Anyway... the every so nice lady told me to say nothing and pay it as if I lived at my old address before changing then I wont pay the higher rate this year. She actually advised that I dont change the registration of the car to the new address ever, then I never pay! She said that it is important to register the car to new address so police can contact if needed but she told me if I set up a DD with the bank, any fines (hopefully not likely) can be taken automatically and the police wont be bothered.

I wont take her advice in full, I will change car address but it was nice of her to allow me to pay 2011 at the old rates... but shocking how it can vary so much! So in total I paid 40 euros for my car and bike... 

What do you all pay in your areas?


----------



## littleredrooster (Aug 3, 2008)

steve_in_spain said:


> A bit of useless information, but I learned something today that shocked me a little. As you will know.. its SUMA time for cars and as I moved I didn´t receive the bill... I went to my local SUMA office today to ask for a reprint so I could pay, and I explained that I have just moved from another area.
> 
> The SUMA in my previous area was 34€ for my car for the year and just 5€ for my moto. She looked the rates up for where I now live and the total came to over 150€  I didnt realise that the amount of SUMA you pay depends on the area you live and the rates set by your local Ajuntamiento.
> 
> ...


Though there is a difference between areas the prices are based on engine size.
Have you not upgraded your car from last year to this, because there is a huge difference in prices in different power bands ?
For instance by going from a 1600cc to a 1900cc the price can multiply by as much as three times in some places.


----------



## xicoalc (Apr 20, 2010)

littleredrooster said:


> Though there is a difference between areas the prices are based on engine size.
> Have you not upgraded your car from last year to this, because there is a huge difference in prices in different power bands ?

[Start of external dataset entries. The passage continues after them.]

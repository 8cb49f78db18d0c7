// Copyright (c) 2025 Varshith Gudur. Licensed under AGPLv3.
//! Startup replay: the log is the truth, memory converges to it.
//!
//! # Recovery Protocol
//! 1. Scan every entry from the write-ahead log.
//! 2. Assemble Begin/Commit pairs into ordered records (fail closed on any
//!    structural violation).
//! 3. Re-derive the accumulator from genesis, checking each record's
//!    pre/post values along the way.
//! 4. Re-issue the completion marker for any transition whose Commit never
//!    made it to disk; the math is deterministic, so re-application always
//!    lands on the same value the crashed process was about to reach.
//!
//! # Invariants
//! - Sequence numbers run 1..n with no gaps
//! - A Commit without its Begin is corruption
//! - replay(replay(log)) = replay(log)

use crate::errors::{ChainError, Result};
use crate::wal::{LogHandle, Wal, WalEntry};
use scar_kernel::accumulator::{self, AccumulatorState};
use scar_kernel::anchor::{GroupParams, RootAnchor};
use scar_kernel::record::ScarRecord;
use std::time::Instant;

/// Pair Begin and Commit entries into sequence-ordered records.
///
/// Structural violations are `CorruptLog`: this history was durably written
/// by us, so anything malformed means the medium (or an editor) changed it.
pub fn assemble(entries: Vec<WalEntry>) -> Result<Vec<ScarRecord>> {
    let mut records: Vec<ScarRecord> = Vec::new();

    for entry in entries {
        match entry {
            WalEntry::Begin {
                sequence,
                element,
                pre_value,
                post_value,
            } => {
                let expected = records.len() as u64 + 1;
                if sequence != expected {
                    return Err(ChainError::CorruptLog(format!(
                        "expected sequence {expected}, found {sequence}"
                    )));
                }
                records.push(ScarRecord {
                    sequence,
                    element,
                    pre_value,
                    post_value,
                    completed: false,
                });
            }
            WalEntry::Commit { sequence } => {
                if sequence == 0 || sequence as usize > records.len() {
                    return Err(ChainError::CorruptLog(format!(
                        "commit marker for sequence {sequence} has no matching record"
                    )));
                }
                // Duplicate markers are possible after an interrupted
                // recovery and are harmless.
                records[sequence as usize - 1].completed = true;
            }
        }
    }

    Ok(records)
}

/// Best-effort assembly for audit reads: keeps whatever pairs up, skips
/// what does not. Never fails.
pub fn assemble_lossy(entries: Vec<WalEntry>) -> Vec<ScarRecord> {
    let mut records: Vec<ScarRecord> = Vec::new();

    for entry in entries {
        match entry {
            WalEntry::Begin {
                sequence,
                element,
                pre_value,
                post_value,
            } => records.push(ScarRecord {
                sequence,
                element,
                pre_value,
                post_value,
                completed: false,
            }),
            WalEntry::Commit { sequence } => {
                if let Some(record) = records.iter_mut().find(|r| r.sequence == sequence) {
                    record.completed = true;
                }
            }
        }
    }

    records
}

/// Re-derive the live accumulator from genesis over `records`, finishing any
/// transition that lost its completion marker to a crash.
///
/// Deterministic: same anchor + same records = same state, every time.
pub fn converge(
    params: &GroupParams,
    anchor: &RootAnchor,
    records: &[ScarRecord],
    wal: &mut Wal,
) -> Result<AccumulatorState> {
    let started = Instant::now();
    let mut state = AccumulatorState::genesis(params, anchor);
    let mut reapplied = 0usize;

    for record in records {
        if record.pre_value != state.value_bytes(params) {
            return Err(ChainError::CorruptLog(format!(
                "pre-state mismatch at sequence {}",
                record.sequence
            )));
        }

        let (next, _witness) = accumulator::add(params, &state, &record.element)?;

        if record.post_value != next.value_bytes(params) {
            return Err(ChainError::CorruptLog(format!(
                "post-state mismatch at sequence {}",
                record.sequence
            )));
        }
        state = next;

        if !record.completed {
            wal.mark_complete(&LogHandle::for_sequence(record.sequence))?;
            reapplied += 1;
        }
    }

    metrics::histogram!(
        "scar_replay_duration_seconds",
        started.elapsed().as_secs_f64()
    );
    if reapplied > 0 {
        tracing::info!(
            "re-applied {} incomplete transition(s) during replay",
            reapplied
        );
    }
    tracing::debug!("replay converged at sequence {}", state.sequence());

    Ok(state)
}
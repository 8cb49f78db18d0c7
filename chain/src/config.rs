use std::path::PathBuf;

#[derive(Clone, Debug)]
pub struct ChainConfig {
    /// Directory holding the chain's durable state.
    pub data_dir: PathBuf,
    /// Write-ahead log file name inside `data_dir`.
    pub wal_file: String,
    /// How many historical elements `verify_chain` re-proves per run.
    /// 0 means the full set.
    pub verify_sample: usize,
}

impl Default for ChainConfig {
    fn default() -> Self {
        Self {
            data_dir: PathBuf::from("scar-data"),
            wal_file: "chain.wal".to_string(),
            verify_sample: 8,
        }
    }
}

impl ChainConfig {
    pub fn new(data_dir: impl Into<PathBuf>) -> Self {
        Self {
            data_dir: data_dir.into(),
            ..Self::default()
        }
    }

    pub fn wal_path(&self) -> PathBuf {
        self.data_dir.join(&self.wal_file)
    }
}
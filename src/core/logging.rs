//! Logging abstraction
//!
//! Provides unified logging macros that forward to the [`log`] facade. All
//! crate code logs through `crate::log_*!` rather than calling a backend
//! directly, so the sink stays swappable: host binaries install whatever
//! `log` implementation they like, and an embedded port can redefine the
//! macros without touching call sites.

/// Log an error message.
#[macro_export]
macro_rules! log_error {
    ($($arg:tt)*) => {
        ::log::error!($($arg)*)
    };
}

/// Log a warning message.
#[macro_export]
macro_rules! log_warn {
    ($($arg:tt)*) => {
        ::log::warn!($($arg)*)
    };
}

/// Log an informational message.
#[macro_export]
macro_rules! log_info {
    ($($arg:tt)*) => {
        ::log::info!($($arg)*)
    };
}

/// Log a debug message.
#[macro_export]
macro_rules! log_debug {
    ($($arg:tt)*) => {
        ::log::debug!($($arg)*)
    };
}

/// Log a trace message.
#[macro_export]
macro_rules! log_trace {
    ($($arg:tt)*) => {
        ::log::trace!($($arg)*)
    };
}
//! In-process topic bus polled by the input adapters.
//!
//! The bus stands in for the external transport the same way a mock
//! peripheral stands in for hardware: each topic retains its latest record,
//! publishers overwrite it, and subscribers poll for updates. The transport
//! and actuation stages feed and drain the bus from outside this core.
//!
//! # Semantics
//!
//! - `Subscription::updated` reports whether a publication newer than the
//!   last consumed one is pending (gated by the optional minimum interval).
//! - `Subscription::copy` always yields the latest retained record and marks
//!   the stream as seen. `Subscription::drain` does the same but also
//!   reports whether the record was unconsumed, in one locked step, so a
//!   publication cannot slip in unnoticed between a separate `updated`
//!   check and the copy.
//! - `MessageBus::wait_any` blocks until any watched subscription has a
//!   deliverable update or the timeout elapses. This is the single bounded
//!   wait primitive of the whole core; everything after a wake-up is
//!   synchronous.
//!
//! # Rate limiting
//!
//! `Subscription::set_min_interval` suppresses update notifications that
//! arrive faster than the given interval. The command streams use this to
//! avoid a feedback loop where this core's own acknowledgements or
//! downstream publications re-trigger immediate wake-ups.

use std::any::Any;
use std::collections::HashMap;
use std::marker::PhantomData;
use std::sync::{Arc, Condvar, Mutex};
use std::time::{Duration, Instant};

use crate::error::BusError;

/// Typed topic descriptor, analogous to a message id on the wire.
pub struct Topic<T> {
    name: &'static str,
    _marker: PhantomData<fn() -> T>,
}

impl<T> Topic<T> {
    /// Create a topic descriptor. Intended for `const` topic tables.
    pub const fn new(name: &'static str) -> Self {
        Self {
            name,
            _marker: PhantomData,
        }
    }

    /// Topic name, unique on a bus.
    pub const fn name(&self) -> &'static str {
        self.name
    }
}

struct Slot<T> {
    data: Option<T>,
    seq: u64,
}

struct TopicState<T> {
    slot: Mutex<Slot<T>>,
}

struct BusShared {
    /// Bumped on every publication; the condvar below is notified with it.
    generation: Mutex<u64>,
    wakeup: Condvar,
}

/// In-process topic bus. Cloning yields another handle to the same bus.
#[derive(Clone)]
pub struct MessageBus {
    shared: Arc<BusShared>,
    topics: Arc<Mutex<HashMap<&'static str, Arc<dyn Any + Send + Sync>>>>,
}

impl MessageBus {
    pub fn new() -> Self {
        Self {
            shared: Arc::new(BusShared {
                generation: Mutex::new(0),
                wakeup: Condvar::new(),
            }),
            topics: Arc::new(Mutex::new(HashMap::new())),
        }
    }

    fn state_for<T: Send + Sync + 'static>(
        &self,
        topic: &Topic<T>,
    ) -> Result<Arc<TopicState<T>>, BusError> {
        let mut topics = self.topics.lock().map_err(|_| BusError::Poisoned)?;
        let entry = topics
            .entry(topic.name)
            .or_insert_with(|| {
                Arc::new(TopicState::<T> {
                    slot: Mutex::new(Slot { data: None, seq: 0 }),
                }) as Arc<dyn Any + Send + Sync>
            })
            .clone();
        entry
            .downcast::<TopicState<T>>()
            .map_err(|_| BusError::TypeMismatch(topic.name))
    }

    /// Subscribe to a topic. The topic is created if it does not exist yet.
    pub fn subscribe<T: Clone + Send + Sync + 'static>(
        &self,
        topic: &Topic<T>,
    ) -> Result<Subscription<T>, BusError> {
        Ok(Subscription {
            state: self.state_for(topic)?,
            last_seq: 0,
            min_interval: None,
            last_copy: None,
        })
    }

    /// Advertise a topic for publication.
    pub fn advertise<T: Clone + Send + Sync + 'static>(
        &self,
        topic: &Topic<T>,
    ) -> Result<Publisher<T>, BusError> {
        Ok(Publisher {
            state: self.state_for(topic)?,
            shared: Arc::clone(&self.shared),
        })
    }

    /// Block until any watched subscription has a deliverable update or
    /// `timeout` elapses. Returns `Ok(true)` on a wake-up with data.
    pub fn wait_any(&self, watches: &[&dyn Watch], timeout: Duration) -> Result<bool, BusError> {
        let deadline = Instant::now() + timeout;
        let mut generation = self.shared.generation.lock().map_err(|_| BusError::Poisoned)?;
        loop {
            if watches.iter().any(|w| w.has_update()) {
                return Ok(true);
            }
            let now = Instant::now();
            if now >= deadline {
                return Ok(false);
            }
            // A rate-limited stream with a retained update becomes
            // deliverable when its interval expires, without any new
            // publication to notify us. Cap the wait accordingly.
            let mut wait_until = deadline;
            for watch in watches {
                if let Some(ready) = watch.ready_at() {
                    if ready < wait_until {
                        wait_until = ready.max(now);
                    }
                }
            }
            let (guard, _) = self
                .shared
                .wakeup
                .wait_timeout(generation, wait_until - now)
                .map_err(|_| BusError::Poisoned)?;
            generation = guard;
        }
    }
}

impl Default for MessageBus {
    fn default() -> Self {
        Self::new()
    }
}

/// Something `wait_any` can watch for deliverable updates.
pub trait Watch {
    /// Whether an unconsumed update is deliverable right now.
    fn has_update(&self) -> bool;

    /// Earliest instant a retained-but-rate-limited update becomes
    /// deliverable, if one is pending.
    fn ready_at(&self) -> Option<Instant> {
        None
    }
}

/// Polling handle for one topic.
pub struct Subscription<T> {
    state: Arc<TopicState<T>>,
    last_seq: u64,
    min_interval: Option<Duration>,
    last_copy: Option<Instant>,
}

impl<T: Clone> Subscription<T> {
    /// Suppress update notifications arriving faster than `interval`.
    pub fn set_min_interval(&mut self, interval: Duration) {
        self.min_interval = Some(interval);
    }

    fn interval_elapsed(&self) -> bool {
        match (self.min_interval, self.last_copy) {
            (Some(interval), Some(at)) => at.elapsed() >= interval,
            _ => true,
        }
    }

    /// Whether a publication newer than the last consumed one is pending.
    pub fn updated(&self) -> bool {
        let Ok(slot) = self.state.slot.lock() else {
            return false;
        };
        slot.seq > self.last_seq && self.interval_elapsed()
    }

    /// Copy the latest retained record and mark the stream as seen.
    ///
    /// Returns `None` only when nothing was ever published on the topic.
    pub fn copy(&mut self) -> Option<T> {
        let Ok(slot) = self.state.slot.lock() else {
            return None;
        };
        self.last_seq = slot.seq;
        self.last_copy = Some(Instant::now());
        slot.data.clone()
    }

    /// Copy the latest retained record, mark the stream as seen, and report
    /// whether the record was still unconsumed.
    ///
    /// The check and the copy happen under one lock, so a record published
    /// by another thread right after a standalone `updated` call is still
    /// reported as fresh here rather than being consumed silently.
    pub fn drain(&mut self) -> (Option<T>, bool) {
        let Ok(slot) = self.state.slot.lock() else {
            return (None, false);
        };
        let fresh = slot.seq > self.last_seq && self.interval_elapsed();
        self.last_seq = slot.seq;
        self.last_copy = Some(Instant::now());
        (slot.data.clone(), fresh)
    }
}

impl<T: Clone> Watch for Subscription<T> {
    fn has_update(&self) -> bool {
        self.updated()
    }

    fn ready_at(&self) -> Option<Instant> {
        let interval = self.min_interval?;
        let at = self.last_copy?;
        let Ok(slot) = self.state.slot.lock() else {
            return None;
        };
        if slot.seq > self.last_seq {
            Some(at + interval)
        } else {
            None
        }
    }
}

/// Publication handle for one topic.
pub struct Publisher<T> {
    state: Arc<TopicState<T>>,
    shared: Arc<BusShared>,
}

impl<T: Clone + Send> Publisher<T> {
    /// Overwrite the topic's retained record and wake any waiters.
    pub fn publish(&self, msg: T) -> Result<(), BusError> {
        {
            let mut slot = self.state.slot.lock().map_err(|_| BusError::Poisoned)?;
            slot.data = Some(msg);
            slot.seq += 1;
        }
        let mut generation = self.shared.generation.lock().map_err(|_| BusError::Poisoned)?;
        *generation += 1;
        self.shared.wakeup.notify_all();
        Ok(())
    }
}
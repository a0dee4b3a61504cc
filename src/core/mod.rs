//! Core support functionality
//!
//! Currently this holds the logging abstraction; everything protocol-specific
//! lives in the other top-level modules.

pub mod logging;
impl MountInput for GimbalManagerInput {
    fn initialize(&mut self) -> Result<(), MountInputError> {
        let set_attitude = self
            .bus
            .subscribe(&GIMBAL_MANAGER_SET_ATTITUDE)
            .map_err(MountInputError::Setup)?;
        let roi = self
            .bus
            .subscribe(&VEHICLE_ROI)
            .map_err(MountInputError::Setup)?;
        let setpoint = self
            .bus
            .subscribe(&POSITION_SETPOINT_TRIPLET)
            .map_err(MountInputError::Setup)?;
        let mut command = self
            .bus
            .subscribe(&VEHICLE_COMMAND)
            .map_err(MountInputError::Setup)?;
        // Same feedback-loop protection as the legacy command adapter; our
        // own device-information request arrives on this very stream.
        command.set_min_interval(COMMAND_MIN_INTERVAL);
        let attitude_status = self
            .bus
            .subscribe(&GIMBAL_DEVICE_ATTITUDE_STATUS)
            .map_err(MountInputError::Setup)?;
        let global_position = self
            .bus
            .subscribe(&VEHICLE_GLOBAL_POSITION)
            .map_err(MountInputError::Setup)?;

        let ack = self
            .bus
            .advertise(&VEHICLE_COMMAND_ACK)
            .map_err(MountInputError::Setup)?;
        let manager_status = self
            .bus
            .advertise(&GIMBAL_MANAGER_STATUS)
            .map_err(MountInputError::Setup)?;
        let device_information = self
            .bus
            .advertise(&GIMBAL_DEVICE_INFORMATION)
            .map_err(MountInputError::Setup)?;
        let command_out = self
            .bus
            .advertise(&VEHICLE_COMMAND)
            .map_err(MountInputError::Setup)?;

        self.streams = Some(ManagerStreams {
            set_attitude,
            roi,
            setpoint,
            command,
            attitude_status,
            global_position,
            ack,
            manager_status,
            device_information,
            command_out,
        });

        if self.has_v2_gimbal_device {
            // Smart gimbal: ask it for its device information.
            self.request_gimbal_device_information()?;
        } else {
            // Dumb gimbal or v1-only device: synthesize the description.
            self.stream_gimbal_device_information()?;
        }

        crate::log_info!("gimbal manager input ready (smart device: {})", self.has_v2_gimbal_device);
        Ok(())
    }

    fn update(&mut self, timeout: Duration) -> Result<Option<&ControlData>, MountInputError> {
        if self.streams.is_none() {
            return Err(MountInputError::NotInitialized);
        }

        self.stream_gimbal_manager_status();

        let mut changed = false;
        let deadline = Instant::now() + timeout;

        loop {
            let streams = self.streams.as_mut().ok_or(MountInputError::NotInitialized)?;
            let remaining = deadline.saturating_duration_since(Instant::now());
            let woke = self
                .bus
                .wait_any(
                    &[
                        &streams.set_attitude,
                        &streams.roi,
                        &streams.setpoint,
                        &streams.command,
                    ],
                    remaining,
                )
                .map_err(MountInputError::Wait)?;
            if !woke {
                break;
            }

            let mut exit_loop = true;

            // Drain every stream up front; a fixed priority order below
            // decides which result survives the cycle.
            let set_attitude = if streams.set_attitude.updated() {
                streams.set_attitude.copy()
            } else {
                None
            };
            let roi_update = if streams.roi.updated() {
                streams.roi.copy()
            } else {
                None
            };
            let (setpoint, setpoint_updated) = streams.setpoint.drain();
            let setpoint = setpoint.unwrap_or_default();
            let command_update = if streams.command.updated() {
                streams.command.copy()
            } else {
                None
            };
            let carrier = streams.global_position.copy().unwrap_or_default();

            if let Some(set) = set_attitude {
                let quat = UnitQuaternion::from_quaternion(Quaternion::new(
                    set.q[0], set.q[1], set.q[2], set.q[3],
                ));
                let (roll, pitch, yaw) = quat.euler_angles();
                if self.apply_set_attitude(
                    set.flags,
                    roll,
                    pitch,
                    yaw,
                    set.angular_velocity_x,
                    set.angular_velocity_y,
                    set.angular_velocity_z,
                ) {
                    changed = true;
                }
            }

            if let Some(roi) = roi_update {
                let (roi_changed, actionable) = self.handle_roi(&roi, &setpoint, &carrier);
                if roi_changed {
                    changed = true;
                }
                if !actionable {
                    exit_loop = false;
                }
            }

            if setpoint_updated {
                if self.cur_roi_mode == RoiMode::NextWaypoint {
                    self.lonlat.lon = setpoint.current.lon;
                    self.lonlat.lat = setpoint.current.lat;
                    self.lonlat.altitude = setpoint.current.alt;
                    self.transform_lon_lat_to_angle(&carrier);
                    changed = true;
                } else {
                    // Already drained above; nothing to act on.
                    exit_loop = false;
                }
            }

            if let Some(command) = command_update {
                if !self.addressed_to_us(&command) {
                    crate::log_trace!(
                        "skipping command for {}/{}",
                        command.target_system,
                        command.target_component
                    );
                    exit_loop = false;
                } else if command.command == MountCommandKind::DoGimbalManagerAttitude {
                    if self.handle_attitude_command(&command) {
                        changed = true;
                    }
                    self.ack_command(&command);
                } else {
                    exit_loop = false;
                }
            }

            if exit_loop || Instant::now() >= deadline {
                break;
            }
        }

        if changed {
            Ok(Some(&self.control))
        } else {
            Ok(None)
        }
    }

    fn describe(&self) -> &'static str {
        "MAVLink (Gimbal V2)"
    }
}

Nope.. same car...The bill for Finestrat was 45 euros, and they tole me over 100 euros more here. Same car, everything the same... just the area changed.. thank god I got the helpful lady!


----------



## Pesky Wesky (May 10, 2009)

I think SUMA isn't called SUMA here. I think it's the Impuesto Vehículos Tracción Mecánica. Could it be?
I don't know how much we pay 'cos that's Not My Department, but I know that when we lived in Madrid OH didn't pay it 'cos he thought the roads and parking were "Una Mierda" and he wasn't going to pay for a service that he didn't receive.
Now we are more conservative and we pay.


----------



## xicoalc (Apr 20, 2010)

Pesky Wesky said:


> I think SUMA isn't called SUMA here. I think it's the Impuesto Vehículos Tracción Mecánica. Could it be?
> I don't know how much we pay 'cos that's Not My Department, but I know that when we lived in Madrid OH didn't pay it 'cos he thought the roads and parking were "Una Mierda" and he wasn't going to pay for a service that he didn't receive.
> Now we are more conservative and we pay.


Yeah its the same thing... I think SUMA are the collecting agency and probably do vary from region to region.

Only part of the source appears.